**What you should do:** All of the data that follows should be retyped exactly as it appears.

**Saved data entries:**
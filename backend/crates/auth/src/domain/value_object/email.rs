//! Email Value Object
//!
//! Represents a validated email address.
//! Basic format validation only - no delivery verification here.

use kernel::error::app_error::{AppError, AppResult};
use serde::{Deserialize, Serialize};
use std::str::FromStr;

/// Maximum email length (per RFC 5321)
const EMAIL_MAX_LENGTH: usize = 254;

/// Email address value object
///
/// Stored lowercased; uniqueness in the store is therefore
/// case-insensitive by construction.
#[derive(Debug, Clone, PartialEq, Eq, Hash, Serialize, Deserialize)]
pub struct Email(String);

impl Email {
    /// Create a new email with validation
    pub fn new(email: impl Into<String>) -> AppResult<Self> {
        let email = email.into().trim().to_lowercase();

        if email.is_empty() {
            return Err(AppError::bad_request("Email cannot be empty"));
        }

        if email.len() > EMAIL_MAX_LENGTH {
            return Err(AppError::bad_request(format!(
                "Email must be at most {} characters",
                EMAIL_MAX_LENGTH
            )));
        }

        if !Self::is_valid_format(&email) {
            return Err(AppError::bad_request("Invalid email format"));
        }

        Ok(Self(email))
    }

    /// Basic email format validation
    fn is_valid_format(email: &str) -> bool {
        // Must contain exactly one @
        let parts: Vec<&str> = email.split('@').collect();
        if parts.len() != 2 {
            return false;
        }

        let local = parts[0];
        let domain = parts[1];

        if local.is_empty() || local.len() > 64 {
            return false;
        }

        if domain.is_empty() || !domain.contains('.') {
            return false;
        }

        if !domain
            .chars()
            .all(|c| c.is_ascii_alphanumeric() || c == '.' || c == '-')
        {
            return false;
        }

        // Domain shouldn't start or end with dot or hyphen
        if domain.starts_with('.') || domain.ends_with('.') {
            return false;
        }
        if domain.starts_with('-') || domain.ends_with('-') {
            return false;
        }

        true
    }

    /// Create from database value (assumed already validated)
    pub fn from_db(email: impl Into<String>) -> Self {
        Self(email.into())
    }

    /// Get the email as a string slice
    pub fn as_str(&self) -> &str {
        &self.0
    }
}

impl FromStr for Email {
    type Err = AppError;

    fn from_str(s: &str) -> AppResult<Self> {
        Email::new(s)
    }
}

impl std::fmt::Display for Email {
    fn fmt(&self, f: &mut std::fmt::Formatter<'_>) -> std::fmt::Result {
        write!(f, "{}", self.0)
    }
}

impl AsRef<str> for Email {
    fn as_ref(&self) -> &str {
        &self.0
    }
}

#[cfg(test)]
mod tests {
    use super::*;

    #[test]
    fn test_email_valid() {
        assert!(Email::new("user@example.com").is_ok());
        assert!(Email::new("User@Example.COM").is_ok()); // Should lowercase
        assert!(Email::new("user.name@example.co.jp").is_ok());
        assert!(Email::new("user+tag@example.com").is_ok());
        assert!(Email::new("alice@x.com").is_ok());
    }

    #[test]
    fn test_email_invalid() {
        assert!(Email::new("").is_err());
        assert!(Email::new("userexample.com").is_err());
        assert!(Email::new("user@").is_err());
        assert!(Email::new("@example.com").is_err());
        assert!(Email::new("user@@example.com").is_err());
        assert!(Email::new("user@example").is_err());
    }

    #[test]
    fn test_email_case_normalization() {
        let email = Email::new("User@Example.COM").unwrap();
        assert_eq!(email.as_str(), "user@example.com");
    }
}
//! Repository Traits
//!
//! Interfaces for data persistence. Implementation is in infrastructure layer.

use crate::domain::entity::account::Account;
use crate::domain::value_object::{Email, UserName};
use crate::error::AuthResult;

/// Account repository trait
#[trait_variant::make(AccountRepository: Send)]
pub trait LocalAccountRepository {
    /// Persist a new account.
    ///
    /// Uniqueness of username/email is enforced by the store; a concurrent
    /// duplicate registration surfaces as [`crate::AuthError::AccountExists`]
    /// from this call, not from the pre-check.
    async fn create(&self, account: &Account) -> AuthResult<()>;

    /// Find account by email
    async fn find_by_email(&self, email: &Email) -> AuthResult<Option<Account>>;

    /// Check if username or email is already registered
    async fn exists_by_user_name_or_email(
        &self,
        user_name: &UserName,
        email: &Email,
    ) -> AuthResult<bool>;
}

**Solved exercise:**
filename backend/crates/auth/src/domain/value_object/email.rs
//! Email Value Object
//!
//! Represents a validated email address.
//! Basic format validation only - no delivery verification here.

use kernel::error::app_error::{AppError, AppResult};
use serde::{Deserialize, Serialize};
use std::str::FromStr;

/// Maximum email length (per RFC 5321)
const EMAIL_MAX_LENGTH: usize = 254;

/// Email address value object
///
/// Stored lowercased; uniqueness in the store is therefore
/// case-insensitive by construction.
#[derive(Debug, Clone, PartialEq, Eq, Hash, Serialize, Deserialize)]
pub struct Email(String);

impl Email {
    /// Create a new email with validation
    pub fn new(email: impl Into<String>) -> AppResult<Self> {
        let email = email.into().trim().to_lowercase();

        if email.is_empty() {
            return Err(AppError::bad_request("Email cannot be empty"));
        }

        if email.len() > EMAIL_MAX_LENGTH {
            return Err(AppError::bad_request(format!(
                "Email must be at most {} characters",
                EMAIL_MAX_LENGTH
            )));
        }

        if !Self::is_valid_format(&email) {
            return Err(AppError::bad_request("Invalid email format"));
        }

        Ok(Self(email))
    }

    /// Basic email format validation
    fn is_valid_format(email: &str) -> bool {
        // Must contain exactly one @
        let parts: Vec<&str> = email.split('@').collect();
        if parts.len() != 2 {
            return false;
        }

        let local = parts[0];
        let domain = parts[1];

        if local.is_empty() || local.len() > 64 {
            return false;
        }

        if domain.is_empty() || !domain.contains('.') {
            return false;
        }

        if !domain
            .chars()
            .all(|c| c.is_ascii_alphanumeric() || c == '.' || c == '-')
        {
            return false;
        }

        // Domain shouldn't start or end with dot or hyphen
        if domain.starts_with('.') || domain.ends_with('.') {
            return false;
        }
        if domain.starts_with('-') || domain.ends_with('-') {
            return false;
        }

        true
    }

    /// Create from database value (assumed already validated)
    pub fn from_db(email: impl Into<String>) -> Self {
        Self(email.into())
    }

    /// Get the email as a string slice
    pub fn as_str(&self) -> &str {
        &self.0
    }
}

impl FromStr for Email {
    type Err = AppError;

    fn from_str(s: &str) -> AppResult<Self> {
        Email::new(s)
    }
}

impl std::fmt::Display for Email {
    fn fmt(&self, f: &mut std::fmt::Formatter<'_>) -> std::fmt::Result {
        write!(f, "{}", self.0)
    }
}

impl AsRef<str> for Email {
    fn as_ref(&self) -> &str {
        &self.0
    }
}

#[cfg(test)]
mod tests {
    use super::*;

    #[test]
    fn test_email_valid() {
        assert!(Email::new("user@example.com").is_ok());
        assert!(Email::new("User@Example.COM").is_ok()); // Should lowercase
        assert!(Email::new("user.name@example.co.jp").is_ok());
        assert!(Email::new("user+tag@example.com").is_ok());
        assert!(Email::new("alice@x.com").is_ok());
    }

    #[test]
    fn test_email_invalid() {
        assert!(Email::new("").is_err());
        assert!(Email::new("userexample.com").is_err());
        assert!(Email::new("user@").is_err());
        assert!(Email::new("@example.com").is_err());
        assert!(Email::new("user@@example.com").is_err());
        assert!(Email::new("user@example").is_err());
    }

    #[test]
    fn test_email_case_normalization() {
        let email = Email::new("User@Example.COM").unwrap();
        assert_eq!(email.as_str(), "user@example.com");
    }
}
//! Repository Traits
//!
//! Interfaces for data persistence. Implementation is in infrastructure layer.

use crate::domain::entity::account::Account;
use crate::domain::value_object::{Email, UserName};
use crate::error::AuthResult;

/// Account repository trait
#[trait_variant::make(AccountRepository: Send)]
pub trait LocalAccountRepository {
    /// Persist a new account.
    ///
    /// Uniqueness of username/email is enforced by the store; a concurrent
    /// duplicate registration surfaces as [`crate::AuthError::AccountExists`]
    /// from this call, not from the pre-check.
    async fn create(&self, account: &Account) -> AuthResult<()>;

    /// Find account by email
    async fn find_by_email(&self, email: &Email) -> AuthResult<Option<Account>>;

    /// Check if username or email is already registered
    async fn exists_by_user_name_or_email(
        &self,
        user_name: &UserName,
        email: &Email,
    ) -> AuthResult<bool>;
}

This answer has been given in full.